* EXERCISE AIM
What is needed here is an exact repetition of the records below, beginning at the line that has "Ok(ok(user))" and stopping after the line that has "#[derive(Debug, Deserialize)]".

* WORKING DATA
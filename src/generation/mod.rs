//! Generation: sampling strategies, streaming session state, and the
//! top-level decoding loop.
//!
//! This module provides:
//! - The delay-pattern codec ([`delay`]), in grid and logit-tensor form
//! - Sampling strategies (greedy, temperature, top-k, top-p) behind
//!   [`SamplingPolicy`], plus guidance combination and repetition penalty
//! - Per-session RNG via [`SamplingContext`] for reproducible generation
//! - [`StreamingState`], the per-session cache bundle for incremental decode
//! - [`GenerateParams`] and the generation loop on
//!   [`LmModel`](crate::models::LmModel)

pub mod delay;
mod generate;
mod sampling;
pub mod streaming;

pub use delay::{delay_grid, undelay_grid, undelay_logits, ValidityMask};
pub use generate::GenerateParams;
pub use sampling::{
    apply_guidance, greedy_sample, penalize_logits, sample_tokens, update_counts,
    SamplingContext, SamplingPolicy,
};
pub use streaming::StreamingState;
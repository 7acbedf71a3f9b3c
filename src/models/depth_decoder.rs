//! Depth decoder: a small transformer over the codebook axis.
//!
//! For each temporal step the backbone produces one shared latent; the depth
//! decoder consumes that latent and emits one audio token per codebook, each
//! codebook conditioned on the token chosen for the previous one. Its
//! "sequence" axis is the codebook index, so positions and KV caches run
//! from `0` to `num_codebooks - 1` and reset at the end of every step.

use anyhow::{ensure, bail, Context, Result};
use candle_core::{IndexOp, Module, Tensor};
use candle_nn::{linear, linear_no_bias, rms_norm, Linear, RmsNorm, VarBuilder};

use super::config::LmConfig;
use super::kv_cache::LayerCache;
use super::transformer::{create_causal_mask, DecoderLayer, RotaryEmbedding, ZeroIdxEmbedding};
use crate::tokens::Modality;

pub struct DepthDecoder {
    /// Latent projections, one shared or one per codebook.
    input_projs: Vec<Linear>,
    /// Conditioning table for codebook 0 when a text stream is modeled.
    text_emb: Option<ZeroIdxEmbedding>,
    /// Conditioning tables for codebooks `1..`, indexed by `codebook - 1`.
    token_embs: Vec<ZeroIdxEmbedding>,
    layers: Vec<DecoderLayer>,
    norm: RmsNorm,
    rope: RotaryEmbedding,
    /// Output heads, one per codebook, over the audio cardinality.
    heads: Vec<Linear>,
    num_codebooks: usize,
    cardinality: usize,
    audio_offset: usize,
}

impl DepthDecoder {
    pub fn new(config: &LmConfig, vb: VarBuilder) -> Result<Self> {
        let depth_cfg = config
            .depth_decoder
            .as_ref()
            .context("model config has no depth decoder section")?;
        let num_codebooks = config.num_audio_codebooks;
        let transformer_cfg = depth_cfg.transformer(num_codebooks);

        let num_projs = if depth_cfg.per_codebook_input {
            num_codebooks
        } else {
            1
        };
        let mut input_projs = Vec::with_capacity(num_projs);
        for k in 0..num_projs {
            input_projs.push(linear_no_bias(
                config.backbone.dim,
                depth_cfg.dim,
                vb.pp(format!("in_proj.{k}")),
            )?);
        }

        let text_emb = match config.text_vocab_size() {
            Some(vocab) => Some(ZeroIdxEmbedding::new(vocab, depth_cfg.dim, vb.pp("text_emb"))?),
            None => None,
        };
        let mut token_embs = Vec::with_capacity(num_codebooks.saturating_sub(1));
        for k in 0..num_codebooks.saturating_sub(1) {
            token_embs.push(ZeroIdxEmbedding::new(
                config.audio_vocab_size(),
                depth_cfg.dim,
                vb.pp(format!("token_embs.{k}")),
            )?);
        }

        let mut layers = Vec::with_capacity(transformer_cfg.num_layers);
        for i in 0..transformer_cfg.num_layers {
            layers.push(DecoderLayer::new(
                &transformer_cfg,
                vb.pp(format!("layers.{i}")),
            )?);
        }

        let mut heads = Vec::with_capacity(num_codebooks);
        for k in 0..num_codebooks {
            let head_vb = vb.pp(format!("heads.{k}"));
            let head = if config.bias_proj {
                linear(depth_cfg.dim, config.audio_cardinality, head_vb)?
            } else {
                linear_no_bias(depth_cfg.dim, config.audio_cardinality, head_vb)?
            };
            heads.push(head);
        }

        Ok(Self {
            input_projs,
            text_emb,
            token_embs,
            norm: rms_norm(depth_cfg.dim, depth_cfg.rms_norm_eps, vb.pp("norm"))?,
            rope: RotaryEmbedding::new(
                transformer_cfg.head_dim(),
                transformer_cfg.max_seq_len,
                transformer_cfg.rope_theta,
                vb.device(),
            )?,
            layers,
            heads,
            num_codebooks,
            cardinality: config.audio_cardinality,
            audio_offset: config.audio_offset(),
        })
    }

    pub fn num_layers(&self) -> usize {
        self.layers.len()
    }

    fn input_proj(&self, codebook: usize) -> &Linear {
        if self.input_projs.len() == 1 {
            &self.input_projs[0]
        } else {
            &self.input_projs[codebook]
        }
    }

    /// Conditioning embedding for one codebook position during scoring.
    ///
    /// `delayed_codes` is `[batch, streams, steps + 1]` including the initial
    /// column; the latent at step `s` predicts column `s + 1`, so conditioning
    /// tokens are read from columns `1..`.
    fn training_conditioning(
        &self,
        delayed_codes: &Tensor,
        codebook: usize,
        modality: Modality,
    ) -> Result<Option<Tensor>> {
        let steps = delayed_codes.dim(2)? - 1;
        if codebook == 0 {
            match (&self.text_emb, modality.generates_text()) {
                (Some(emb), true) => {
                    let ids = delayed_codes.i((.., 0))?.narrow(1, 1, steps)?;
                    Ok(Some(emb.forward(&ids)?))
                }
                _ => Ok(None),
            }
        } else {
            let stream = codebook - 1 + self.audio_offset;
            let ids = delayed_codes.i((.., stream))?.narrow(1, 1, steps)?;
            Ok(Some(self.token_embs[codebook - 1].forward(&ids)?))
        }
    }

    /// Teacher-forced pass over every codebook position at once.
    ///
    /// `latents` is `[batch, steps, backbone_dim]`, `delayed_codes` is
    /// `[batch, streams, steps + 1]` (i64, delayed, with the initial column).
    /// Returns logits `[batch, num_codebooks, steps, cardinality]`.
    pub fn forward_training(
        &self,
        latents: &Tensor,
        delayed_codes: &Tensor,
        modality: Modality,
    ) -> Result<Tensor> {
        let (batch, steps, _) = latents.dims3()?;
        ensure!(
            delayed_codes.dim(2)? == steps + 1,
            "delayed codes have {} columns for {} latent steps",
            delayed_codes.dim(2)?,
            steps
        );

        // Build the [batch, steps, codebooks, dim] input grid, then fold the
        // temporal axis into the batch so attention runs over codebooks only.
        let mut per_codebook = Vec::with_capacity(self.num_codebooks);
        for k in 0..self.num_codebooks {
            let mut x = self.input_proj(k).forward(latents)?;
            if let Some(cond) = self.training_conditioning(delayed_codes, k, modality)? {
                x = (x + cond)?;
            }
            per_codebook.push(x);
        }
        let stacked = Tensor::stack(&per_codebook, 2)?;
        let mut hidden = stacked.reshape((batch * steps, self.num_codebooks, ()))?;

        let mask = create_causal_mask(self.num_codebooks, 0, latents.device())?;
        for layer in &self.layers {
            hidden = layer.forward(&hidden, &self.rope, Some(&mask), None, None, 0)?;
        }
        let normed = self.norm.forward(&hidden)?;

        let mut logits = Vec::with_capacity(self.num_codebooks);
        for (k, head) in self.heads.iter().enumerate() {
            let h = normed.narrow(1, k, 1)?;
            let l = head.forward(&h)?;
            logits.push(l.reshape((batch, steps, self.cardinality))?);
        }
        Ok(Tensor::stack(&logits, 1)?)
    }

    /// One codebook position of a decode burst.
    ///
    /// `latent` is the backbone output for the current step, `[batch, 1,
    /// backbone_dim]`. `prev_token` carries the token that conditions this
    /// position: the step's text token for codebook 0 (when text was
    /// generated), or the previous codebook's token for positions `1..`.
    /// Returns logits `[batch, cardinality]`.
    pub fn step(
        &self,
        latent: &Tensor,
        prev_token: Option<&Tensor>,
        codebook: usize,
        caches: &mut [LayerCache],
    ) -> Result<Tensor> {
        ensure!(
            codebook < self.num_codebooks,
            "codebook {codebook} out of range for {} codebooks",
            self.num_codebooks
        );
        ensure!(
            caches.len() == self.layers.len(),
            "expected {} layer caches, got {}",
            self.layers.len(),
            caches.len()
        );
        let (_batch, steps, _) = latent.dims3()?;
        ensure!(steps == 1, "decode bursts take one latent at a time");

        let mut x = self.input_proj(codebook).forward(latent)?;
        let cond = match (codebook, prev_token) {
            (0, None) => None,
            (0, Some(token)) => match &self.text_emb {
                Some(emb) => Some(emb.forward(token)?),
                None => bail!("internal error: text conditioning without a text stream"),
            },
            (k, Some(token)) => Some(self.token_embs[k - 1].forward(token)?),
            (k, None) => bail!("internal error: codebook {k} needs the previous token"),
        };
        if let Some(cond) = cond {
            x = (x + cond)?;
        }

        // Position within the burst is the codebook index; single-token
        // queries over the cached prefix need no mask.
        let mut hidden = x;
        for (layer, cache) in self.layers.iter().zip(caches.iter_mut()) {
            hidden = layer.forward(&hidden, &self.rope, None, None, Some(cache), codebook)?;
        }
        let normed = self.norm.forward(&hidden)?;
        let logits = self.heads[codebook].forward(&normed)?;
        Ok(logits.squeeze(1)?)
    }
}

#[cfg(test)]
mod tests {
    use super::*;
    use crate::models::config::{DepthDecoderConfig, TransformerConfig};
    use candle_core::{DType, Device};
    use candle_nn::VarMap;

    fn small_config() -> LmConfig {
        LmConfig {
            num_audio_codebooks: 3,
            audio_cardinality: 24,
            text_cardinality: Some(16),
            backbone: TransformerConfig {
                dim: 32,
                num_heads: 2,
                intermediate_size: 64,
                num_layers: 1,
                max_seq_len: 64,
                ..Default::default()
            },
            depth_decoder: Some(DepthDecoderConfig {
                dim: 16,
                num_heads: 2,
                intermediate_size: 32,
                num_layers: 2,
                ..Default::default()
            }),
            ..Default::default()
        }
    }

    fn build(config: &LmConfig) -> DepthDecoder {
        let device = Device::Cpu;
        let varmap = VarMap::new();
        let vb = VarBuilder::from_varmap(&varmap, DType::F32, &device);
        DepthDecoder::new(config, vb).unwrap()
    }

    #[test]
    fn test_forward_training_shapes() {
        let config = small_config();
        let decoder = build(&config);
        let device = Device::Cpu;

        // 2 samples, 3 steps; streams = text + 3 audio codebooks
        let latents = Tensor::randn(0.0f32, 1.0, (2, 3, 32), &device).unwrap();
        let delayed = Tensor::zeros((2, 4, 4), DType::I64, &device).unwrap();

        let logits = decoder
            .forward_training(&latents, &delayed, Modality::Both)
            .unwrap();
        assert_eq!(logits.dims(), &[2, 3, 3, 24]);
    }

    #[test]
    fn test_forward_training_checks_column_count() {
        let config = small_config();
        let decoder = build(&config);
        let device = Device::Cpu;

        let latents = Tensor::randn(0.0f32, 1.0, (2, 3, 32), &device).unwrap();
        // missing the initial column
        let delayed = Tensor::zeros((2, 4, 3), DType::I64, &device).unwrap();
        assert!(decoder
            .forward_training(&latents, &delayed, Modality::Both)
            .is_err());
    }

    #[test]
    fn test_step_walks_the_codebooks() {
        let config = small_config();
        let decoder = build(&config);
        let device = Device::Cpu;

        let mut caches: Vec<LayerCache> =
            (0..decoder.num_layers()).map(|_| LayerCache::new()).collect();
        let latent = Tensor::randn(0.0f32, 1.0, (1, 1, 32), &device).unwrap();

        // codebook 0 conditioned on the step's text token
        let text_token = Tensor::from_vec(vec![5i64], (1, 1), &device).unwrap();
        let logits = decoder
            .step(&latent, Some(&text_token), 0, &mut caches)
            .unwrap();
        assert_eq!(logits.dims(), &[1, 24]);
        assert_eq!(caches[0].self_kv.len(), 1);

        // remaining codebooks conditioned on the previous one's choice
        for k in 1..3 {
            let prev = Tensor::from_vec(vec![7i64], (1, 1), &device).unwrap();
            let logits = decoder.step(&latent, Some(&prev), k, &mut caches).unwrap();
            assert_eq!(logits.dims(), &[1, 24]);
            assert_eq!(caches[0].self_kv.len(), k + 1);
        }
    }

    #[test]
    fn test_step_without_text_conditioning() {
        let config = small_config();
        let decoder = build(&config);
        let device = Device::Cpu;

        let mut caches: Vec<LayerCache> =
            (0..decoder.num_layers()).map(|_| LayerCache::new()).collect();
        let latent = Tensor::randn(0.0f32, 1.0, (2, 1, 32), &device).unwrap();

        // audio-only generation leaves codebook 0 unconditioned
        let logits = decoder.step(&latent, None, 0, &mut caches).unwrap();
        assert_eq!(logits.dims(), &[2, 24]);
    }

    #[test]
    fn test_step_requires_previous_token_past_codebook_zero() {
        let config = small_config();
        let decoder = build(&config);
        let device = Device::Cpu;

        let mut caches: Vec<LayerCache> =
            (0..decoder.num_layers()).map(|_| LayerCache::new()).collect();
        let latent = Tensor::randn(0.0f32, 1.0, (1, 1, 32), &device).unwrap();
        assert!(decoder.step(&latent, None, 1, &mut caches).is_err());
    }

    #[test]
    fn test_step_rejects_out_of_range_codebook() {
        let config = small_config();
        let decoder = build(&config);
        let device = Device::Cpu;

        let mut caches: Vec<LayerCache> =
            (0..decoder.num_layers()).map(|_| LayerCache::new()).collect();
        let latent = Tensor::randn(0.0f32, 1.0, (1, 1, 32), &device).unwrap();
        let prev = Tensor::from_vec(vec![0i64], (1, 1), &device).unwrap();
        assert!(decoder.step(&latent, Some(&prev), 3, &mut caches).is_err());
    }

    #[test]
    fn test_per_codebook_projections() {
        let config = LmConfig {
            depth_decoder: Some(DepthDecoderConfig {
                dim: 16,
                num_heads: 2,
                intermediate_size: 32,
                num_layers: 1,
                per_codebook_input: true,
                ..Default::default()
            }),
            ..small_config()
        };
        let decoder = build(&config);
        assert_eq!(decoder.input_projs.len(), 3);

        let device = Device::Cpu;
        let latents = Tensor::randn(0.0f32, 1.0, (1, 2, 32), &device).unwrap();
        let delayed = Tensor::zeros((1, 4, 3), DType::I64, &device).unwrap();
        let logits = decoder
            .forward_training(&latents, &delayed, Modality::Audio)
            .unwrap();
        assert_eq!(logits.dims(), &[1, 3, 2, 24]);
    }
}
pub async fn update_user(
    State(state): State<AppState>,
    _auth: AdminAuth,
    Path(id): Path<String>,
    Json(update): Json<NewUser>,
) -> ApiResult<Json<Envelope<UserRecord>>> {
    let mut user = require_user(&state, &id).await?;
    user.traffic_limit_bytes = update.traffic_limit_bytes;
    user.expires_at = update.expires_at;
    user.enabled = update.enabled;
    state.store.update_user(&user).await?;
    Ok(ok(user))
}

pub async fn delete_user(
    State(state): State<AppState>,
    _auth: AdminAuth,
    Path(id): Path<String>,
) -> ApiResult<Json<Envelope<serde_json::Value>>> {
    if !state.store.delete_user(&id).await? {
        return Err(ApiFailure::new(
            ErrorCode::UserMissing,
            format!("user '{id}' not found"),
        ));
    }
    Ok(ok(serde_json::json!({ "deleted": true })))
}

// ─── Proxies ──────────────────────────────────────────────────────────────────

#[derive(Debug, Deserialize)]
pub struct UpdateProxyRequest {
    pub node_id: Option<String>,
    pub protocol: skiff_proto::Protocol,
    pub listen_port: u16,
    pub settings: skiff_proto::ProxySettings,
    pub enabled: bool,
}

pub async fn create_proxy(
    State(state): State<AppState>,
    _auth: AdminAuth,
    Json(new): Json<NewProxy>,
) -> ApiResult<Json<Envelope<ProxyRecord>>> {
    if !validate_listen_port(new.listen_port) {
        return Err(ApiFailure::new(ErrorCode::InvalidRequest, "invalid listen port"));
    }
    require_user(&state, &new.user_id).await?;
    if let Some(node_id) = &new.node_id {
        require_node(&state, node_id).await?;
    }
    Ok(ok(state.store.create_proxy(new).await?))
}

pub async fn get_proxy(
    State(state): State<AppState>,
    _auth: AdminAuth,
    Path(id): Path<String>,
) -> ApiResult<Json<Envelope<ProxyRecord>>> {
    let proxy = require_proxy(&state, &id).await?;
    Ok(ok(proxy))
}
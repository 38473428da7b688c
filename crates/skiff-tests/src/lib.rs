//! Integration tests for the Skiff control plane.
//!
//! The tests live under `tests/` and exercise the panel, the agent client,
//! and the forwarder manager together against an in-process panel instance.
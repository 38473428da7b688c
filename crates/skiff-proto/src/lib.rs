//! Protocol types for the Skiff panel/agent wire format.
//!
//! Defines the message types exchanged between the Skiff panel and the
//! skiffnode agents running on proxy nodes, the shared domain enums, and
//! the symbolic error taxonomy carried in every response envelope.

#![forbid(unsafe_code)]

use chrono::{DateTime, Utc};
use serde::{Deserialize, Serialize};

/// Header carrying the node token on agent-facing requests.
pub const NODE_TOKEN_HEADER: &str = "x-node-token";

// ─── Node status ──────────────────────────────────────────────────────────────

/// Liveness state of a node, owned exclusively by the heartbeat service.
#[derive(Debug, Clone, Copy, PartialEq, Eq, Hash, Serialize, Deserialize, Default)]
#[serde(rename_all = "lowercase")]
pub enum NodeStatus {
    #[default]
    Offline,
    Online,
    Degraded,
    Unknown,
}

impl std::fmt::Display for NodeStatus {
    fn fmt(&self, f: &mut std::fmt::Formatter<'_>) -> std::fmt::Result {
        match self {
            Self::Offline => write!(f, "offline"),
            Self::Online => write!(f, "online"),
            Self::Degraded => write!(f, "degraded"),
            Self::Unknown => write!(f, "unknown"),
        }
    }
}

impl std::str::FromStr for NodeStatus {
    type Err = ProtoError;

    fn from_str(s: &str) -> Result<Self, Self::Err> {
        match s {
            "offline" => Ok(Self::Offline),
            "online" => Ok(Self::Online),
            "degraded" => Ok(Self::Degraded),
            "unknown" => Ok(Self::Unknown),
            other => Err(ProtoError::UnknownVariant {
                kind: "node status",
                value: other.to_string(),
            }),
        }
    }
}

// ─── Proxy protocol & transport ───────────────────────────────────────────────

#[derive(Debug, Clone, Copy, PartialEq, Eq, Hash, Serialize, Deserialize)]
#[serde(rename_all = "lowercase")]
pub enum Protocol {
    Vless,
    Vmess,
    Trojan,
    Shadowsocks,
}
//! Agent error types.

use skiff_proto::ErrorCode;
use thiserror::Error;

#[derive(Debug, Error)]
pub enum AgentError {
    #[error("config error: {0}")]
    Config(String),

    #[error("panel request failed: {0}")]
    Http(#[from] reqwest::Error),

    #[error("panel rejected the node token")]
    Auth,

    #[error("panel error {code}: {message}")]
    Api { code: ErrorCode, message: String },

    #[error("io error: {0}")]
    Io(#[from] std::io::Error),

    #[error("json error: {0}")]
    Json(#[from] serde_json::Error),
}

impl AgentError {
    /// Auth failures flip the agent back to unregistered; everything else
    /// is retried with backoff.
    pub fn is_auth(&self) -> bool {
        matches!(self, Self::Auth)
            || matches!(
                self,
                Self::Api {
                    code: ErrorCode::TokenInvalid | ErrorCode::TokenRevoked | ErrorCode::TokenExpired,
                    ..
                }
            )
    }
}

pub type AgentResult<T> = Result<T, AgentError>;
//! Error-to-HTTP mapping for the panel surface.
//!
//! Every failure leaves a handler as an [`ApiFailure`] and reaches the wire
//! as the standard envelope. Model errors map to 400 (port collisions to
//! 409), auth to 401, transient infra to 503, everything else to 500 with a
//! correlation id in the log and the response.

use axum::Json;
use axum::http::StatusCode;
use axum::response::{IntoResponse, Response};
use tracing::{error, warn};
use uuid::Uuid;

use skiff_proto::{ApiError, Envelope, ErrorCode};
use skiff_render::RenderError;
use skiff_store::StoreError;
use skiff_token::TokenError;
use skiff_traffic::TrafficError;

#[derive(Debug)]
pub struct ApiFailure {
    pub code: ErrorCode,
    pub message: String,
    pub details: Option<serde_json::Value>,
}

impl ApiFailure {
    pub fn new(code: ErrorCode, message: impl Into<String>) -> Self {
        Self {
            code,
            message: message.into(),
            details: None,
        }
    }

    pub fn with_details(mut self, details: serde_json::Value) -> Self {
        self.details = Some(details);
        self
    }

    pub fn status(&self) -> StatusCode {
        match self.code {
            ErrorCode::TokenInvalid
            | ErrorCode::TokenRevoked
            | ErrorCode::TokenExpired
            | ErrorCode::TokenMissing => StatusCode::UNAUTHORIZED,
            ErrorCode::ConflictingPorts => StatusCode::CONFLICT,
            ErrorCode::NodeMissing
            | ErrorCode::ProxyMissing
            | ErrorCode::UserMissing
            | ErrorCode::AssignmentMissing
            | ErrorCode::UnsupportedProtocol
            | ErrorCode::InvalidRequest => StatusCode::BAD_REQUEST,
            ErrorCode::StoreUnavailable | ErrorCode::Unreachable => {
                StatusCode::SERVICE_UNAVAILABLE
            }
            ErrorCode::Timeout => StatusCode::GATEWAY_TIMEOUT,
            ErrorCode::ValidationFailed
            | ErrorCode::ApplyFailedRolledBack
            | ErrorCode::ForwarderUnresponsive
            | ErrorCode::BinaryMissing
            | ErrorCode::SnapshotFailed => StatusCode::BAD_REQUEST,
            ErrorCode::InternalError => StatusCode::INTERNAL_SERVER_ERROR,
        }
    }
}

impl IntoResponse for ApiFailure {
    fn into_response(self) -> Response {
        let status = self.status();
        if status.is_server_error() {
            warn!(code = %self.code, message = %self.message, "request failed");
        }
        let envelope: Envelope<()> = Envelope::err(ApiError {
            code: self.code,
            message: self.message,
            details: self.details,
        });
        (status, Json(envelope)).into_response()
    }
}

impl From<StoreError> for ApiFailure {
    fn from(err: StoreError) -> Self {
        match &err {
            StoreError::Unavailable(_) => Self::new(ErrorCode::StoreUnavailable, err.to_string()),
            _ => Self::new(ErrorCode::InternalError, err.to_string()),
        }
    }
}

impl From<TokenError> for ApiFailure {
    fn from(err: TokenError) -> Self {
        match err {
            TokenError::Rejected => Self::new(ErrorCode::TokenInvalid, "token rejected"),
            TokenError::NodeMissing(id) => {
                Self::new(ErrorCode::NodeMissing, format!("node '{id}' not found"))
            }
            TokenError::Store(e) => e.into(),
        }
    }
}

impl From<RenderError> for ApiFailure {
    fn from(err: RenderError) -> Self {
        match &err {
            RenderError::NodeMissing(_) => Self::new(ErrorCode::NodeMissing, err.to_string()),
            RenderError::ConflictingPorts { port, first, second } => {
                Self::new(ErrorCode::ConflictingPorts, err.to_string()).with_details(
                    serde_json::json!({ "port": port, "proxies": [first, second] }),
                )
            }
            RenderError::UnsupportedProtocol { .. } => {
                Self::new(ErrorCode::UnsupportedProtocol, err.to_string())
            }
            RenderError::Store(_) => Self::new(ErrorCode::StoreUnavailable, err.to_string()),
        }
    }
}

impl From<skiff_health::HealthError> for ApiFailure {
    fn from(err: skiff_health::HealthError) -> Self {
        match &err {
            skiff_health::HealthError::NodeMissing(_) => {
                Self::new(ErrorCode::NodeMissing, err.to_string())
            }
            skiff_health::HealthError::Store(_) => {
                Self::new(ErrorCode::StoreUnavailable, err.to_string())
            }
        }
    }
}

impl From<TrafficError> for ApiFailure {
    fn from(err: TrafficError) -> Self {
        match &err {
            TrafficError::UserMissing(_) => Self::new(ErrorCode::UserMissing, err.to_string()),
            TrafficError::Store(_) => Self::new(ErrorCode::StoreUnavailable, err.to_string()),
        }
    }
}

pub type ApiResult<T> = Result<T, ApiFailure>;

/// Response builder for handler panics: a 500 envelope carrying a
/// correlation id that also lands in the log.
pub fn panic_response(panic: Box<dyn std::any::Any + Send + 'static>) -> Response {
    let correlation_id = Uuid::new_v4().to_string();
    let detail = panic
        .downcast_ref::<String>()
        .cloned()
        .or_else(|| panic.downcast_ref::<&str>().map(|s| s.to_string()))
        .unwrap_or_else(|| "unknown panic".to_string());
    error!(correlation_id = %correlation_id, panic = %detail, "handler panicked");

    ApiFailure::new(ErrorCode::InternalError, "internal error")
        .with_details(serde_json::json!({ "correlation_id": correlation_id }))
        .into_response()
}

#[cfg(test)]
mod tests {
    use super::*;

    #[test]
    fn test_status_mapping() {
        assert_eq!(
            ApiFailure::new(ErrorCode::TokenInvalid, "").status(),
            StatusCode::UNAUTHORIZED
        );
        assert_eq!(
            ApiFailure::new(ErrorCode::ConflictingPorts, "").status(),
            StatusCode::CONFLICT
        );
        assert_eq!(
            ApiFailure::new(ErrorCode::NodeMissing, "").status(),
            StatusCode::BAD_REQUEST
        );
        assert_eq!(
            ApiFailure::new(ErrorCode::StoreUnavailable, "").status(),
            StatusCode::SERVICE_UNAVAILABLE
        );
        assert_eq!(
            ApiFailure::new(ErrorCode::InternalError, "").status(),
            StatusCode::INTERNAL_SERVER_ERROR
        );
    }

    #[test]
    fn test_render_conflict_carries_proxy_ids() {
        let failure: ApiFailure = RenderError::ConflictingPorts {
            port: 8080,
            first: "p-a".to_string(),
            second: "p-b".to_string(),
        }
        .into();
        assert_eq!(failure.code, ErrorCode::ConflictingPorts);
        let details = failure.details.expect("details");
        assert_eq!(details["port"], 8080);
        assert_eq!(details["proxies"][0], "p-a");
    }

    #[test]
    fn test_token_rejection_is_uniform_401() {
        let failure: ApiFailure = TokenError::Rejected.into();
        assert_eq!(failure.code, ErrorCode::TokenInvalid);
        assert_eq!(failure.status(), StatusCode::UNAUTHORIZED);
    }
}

* EXERCISE SOLUTION
    Ok(ok(user))
}

pub async fn delete_user(
    State(state): State<AppState>,
    _auth: AdminAuth,
    Path(id): Path<String>,
) -> ApiResult<Json<Envelope<serde_json::Value>>> {
    if !state.store.delete_user(&id).await? {
        return Err(ApiFailure::new(
            ErrorCode::UserMissing,
            format!("user '{id}' not found"),
        ));
    }
    Ok(ok(serde_json::json!({ "deleted": true })))
}

// ─── Proxies ──────────────────────────────────────────────────────────────────

#[derive(Debug, Deserialize)]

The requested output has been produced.